Collected data:
***
//! Audio reduction.
//!
//! Transcribes an uploaded recording with the inference service.

use async_trait::async_trait;
use std::sync::Arc;

use intentlens_core::{
    traits::InferenceClient,
    types::{Modality, UploadedMedia},
    Result,
};

use crate::reduction::{reduce_with_instruction, ModalityReducer};

/// Fixed transcription instruction.
pub const AUDIO_INSTRUCTION: &str = "Transcribe this audio file exactly as spoken.";

/// Audio containers recognizable from their leading bytes.
#[derive(Debug, Clone, Copy, PartialEq, Eq)]
pub enum AudioFormat {
    Wav,
    Ogg,
    Mp3,
    Flac,
    Webm,
    Mp4,
}

impl AudioFormat {
    /// Canonical MIME type for this container.
    pub fn mime_type(&self) -> &'static str {
        match self {
            AudioFormat::Wav => "audio/wav",
            AudioFormat::Ogg => "audio/ogg",
            AudioFormat::Mp3 => "audio/mpeg",
            AudioFormat::Flac => "audio/flac",
            AudioFormat::Webm => "audio/webm",
            AudioFormat::Mp4 => "audio/mp4",
        }
    }

    /// Detect the container from magic bytes.
    pub fn detect(data: &[u8]) -> Option<Self> {
        if data.len() < 4 {
            return None;
        }

        if data.len() >= 12 && data.starts_with(b"RIFF") && &data[8..12] == b"WAVE" {
            return Some(AudioFormat::Wav);
        }
        if data.starts_with(b"OggS") {
            return Some(AudioFormat::Ogg);
        }
        if data.starts_with(b"fLaC") {
            return Some(AudioFormat::Flac);
        }
        // ID3v2 tag or a bare MPEG frame sync.
        if data.starts_with(b"ID3") || (data[0] == 0xFF && data[1] & 0xE0 == 0xE0) {
            return Some(AudioFormat::Mp3);
        }
        if data.starts_with(&[0x1A, 0x45, 0xDF, 0xA3]) {
            return Some(AudioFormat::Webm);
        }
        if data.len() >= 8 && &data[4..8] == b"ftyp" {
            return Some(AudioFormat::Mp4);
        }

        None
    }
}

/// Reducer for `audio/*` uploads.
pub struct AudioReducer {
    llm: Arc<dyn InferenceClient>,
}

impl AudioReducer {
    pub fn new(llm: Arc<dyn InferenceClient>) -> Self {
        Self { llm }
    }
}

#[async_trait]
impl ModalityReducer for AudioReducer {
    fn modality(&self) -> Modality {
        Modality::Audio
    }

    async fn reduce(&self, media: &UploadedMedia) -> Result<String> {
        let detected = AudioFormat::detect(&media.data);
        if let Some(format) = detected {
            if format.mime_type() != media.mime_type {
                tracing::debug!(
                    declared = %media.mime_type,
                    detected = format.mime_type(),
                    "Declared audio type differs from container"
                );
            }
        }

        tracing::info!(
            format = ?detected,
            size = media.size(),
            "Transcribing audio"
        );

        reduce_with_instruction(self.llm.as_ref(), Modality::Audio, AUDIO_INSTRUCTION, media).await
    }
}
***
▶ **WORK TO COMPLETE**
Sift through the entries and copy every line with "Result".

▶ **TASK SOLUTION**
    Result,
    async fn reduce(&self, media: &UploadedMedia) -> Result<String> {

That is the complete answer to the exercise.